December 7th.—A visit to the Garibaldi Guard with some of the Englishry, and an excellent dinner at the mess, which presented a curious scene, and was graced by sketches from a wonderful polyglot chaplain. What a company!—the officers present were composed as follows:—Five Spaniards, six Poles and Hungarians, two Frenchmen—the most soldierly-looking men at table—one American, four Italians, and nine Teutons of various States in Germany.
December 8th.—A certain excellent Colonel who commands a French regiment visited us to-day. When he came to Washington, one of the Foreign Ministers who had been well acquainted with him said, “My dear Colonel, what a pity we can be no longer friends.” “Why so, Baron?” “Ah, we can never dine together again.” “Why not? Do you forbid me your table?” “No, Colonel, but how can I invite a man who can command the services of at least 200 cooks in his own regiment?” “Well then, Baron, you can come and dine with me.” “What! how do you think I could show myself in your camp—how could I get my hair dressed to sit at the table of a man who commands 300 coiffeurs?” I rode out to overtake a party who had started in carriages for Mount Vernon to visit Washington’s tomb, but missed them in the wonderfully wooded country which borders the Potomac, and returned alone.
December 9th.—Spent the day over Mr. Chase’s report, a copy of which he was good enough to send me with a kind note, and went out in the evening with my head in a state of wild financial confusion, and a general impression that the financial system of England is very unsound.

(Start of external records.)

use std::sync::Arc;
use std::time::Duration;

use anyhow::{anyhow, Result};
use serde_json::{json, Value};
use tabsync::channel::WindowId;
use tabsync::{
    attach, HostStore, MemoryStore, SharedChannel, SqliteChannel, StoreKeys, StoreOptions,
};
use tempfile::TempDir;
use tokio::time::{sleep, timeout};

fn open(dir: &TempDir) -> Result<Arc<SqliteChannel>> {
    Ok(Arc::new(SqliteChannel::open_with(
        dir.path().join("channel.db"),
        WindowId::new(),
        Duration::from_millis(10),
    )?))
}

async fn wait_for_state(store: &MemoryStore, expected: &Value) -> Result<()> {
    timeout(Duration::from_secs(5), async {
        while store.state() != *expected {
            sleep(Duration::from_millis(10)).await;
        }
    })
    .await
    .map_err(|_| anyhow!("store never reached {expected}; last state {}", store.state()))
}

#[tokio::test(flavor = "multi_thread", worker_threads = 2)]
async fn two_processes_converge_through_sqlite() -> Result<()> {
    let dir = TempDir::new()?;
    let options = StoreOptions::enabled().with_debounce(Duration::from_millis(30));
    let keys = StoreKeys::with_default_prefix("prefs");

    let a_store = Arc::new(MemoryStore::default());
    let a_channel = open(&dir)?;
    let _a = attach(keys.clone(), &options, a_store.clone(), a_channel.clone())?
        .ok_or_else(|| anyhow!("window a not attached"))?;

    let b_store = Arc::new(MemoryStore::default());
    let _b = attach(keys.clone(), &options, b_store.clone(), open(&dir)?)?
        .ok_or_else(|| anyhow!("window b not attached"))?;

    a_store.set(json!({"theme": "dark", "size": 14}));
    wait_for_state(&b_store, &json!({"theme": "dark", "size": 14})).await?;

    b_store.set(json!({"theme": "light", "size": 14}));
    wait_for_state(&a_store, &json!({"theme": "light", "size": 14})).await?;

    assert_eq!(a_channel.get(keys.source())?, None);
    assert_eq!(a_channel.get(keys.acceptor())?.as_deref(), Some("true"));
    Ok(())
}

#[tokio::test(flavor = "multi_thread", worker_threads = 2)]
async fn late_window_replays_from_file() -> Result<()> {
    let dir = TempDir::new()?;
    let options = StoreOptions::enabled().with_debounce(Duration::from_millis(20));
    let keys = StoreKeys::with_default_prefix("cart");

    {
        let store = Arc::new(MemoryStore::default());
        let handle = attach(keys.clone(), &options, store.clone(), open(&dir)?)?
            .ok_or_else(|| anyhow!("not attached"))?;
        store.set(json!({"items": ["apple"]}));
        sleep(Duration::from_millis(60)).await;
        handle.coordinator().wait_idle().await;
    }

    let store = Arc::new(MemoryStore::default());
    let _handle = attach(keys, &options, store.clone(), open(&dir)?)?;
    assert_eq!(store.state(), json!({"items": ["apple"]}));
    Ok(())
}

December 10th.—Paid a visit to Colonel Seaton, of the National Intelligencer, a man deservedly respected and esteemed for his private character, which has given its impress to the journal he has so long conducted. The New York papers ridicule the Washington organ, because it does not spread false reports daily in the form of telegraphic “sensation” news, and indeed one may be pretty sure that a fact is a fact when it is found in the Intelligencer; but the man, nevertheless, who is content with the information he gets from it, will have no reason to regret, in the accuracy of his knowledge or the soundness of his views, that he has not gone to its noisy and mendacious rivals. In the minds of all the very old men in the States, there is a feeling of great sadness and despondency respecting the present troubles, and though they cling to the idea of a restoration of the glorious Union of their youth, it is hoping against hope. “Our game is played out. It was the most wonderful and magnificent career of success the world ever saw, but rogues and gamblers took up the cards at last; they quarrelled, and are found out.”
In the evening, supped at Mr. Forney’s, where there was a very large gathering of gentlemen connected with the press; Mr. Cameron, Secretary of War; Colonel Mulligan, a tall young man, with dark hair falling on his shoulders, round a Celtic impulsive face, and a hazy enthusiastic-looking eye; and other celebrities. Terrapin soup and canvas-backs, speeches, orations, music, and song, carried the company onwards among the small hours.
December 11th.—The unanimity of the people in the South is forced on the conviction of the statesmen and people of the North, by the very success of their expeditions in Secession. They find the planters at Beaufort and elsewhere burning their cotton and crops, villages and towns deserted at their approach, hatred in every eye, and curses on women’s tongues. They meet this by a corresponding change in their own programme. The war which was made to develop and maintain Union sentiment in the South, and to enable the people to rise against a desperate faction which had enthralled them, is now to be made a crusade against slaveholders, and a war of subjugation—if need be, of extermination—against the whole of the Southern States. The Democrats will, of course, resist this barbarous and hopeless policy. There is a deputation of Irish Democrats here now, to effect a general exchange of prisoners, which is an operation calculated to give a legitimate character to the war, and is pro tanto a recognition of the Confederacy as a belligerent power.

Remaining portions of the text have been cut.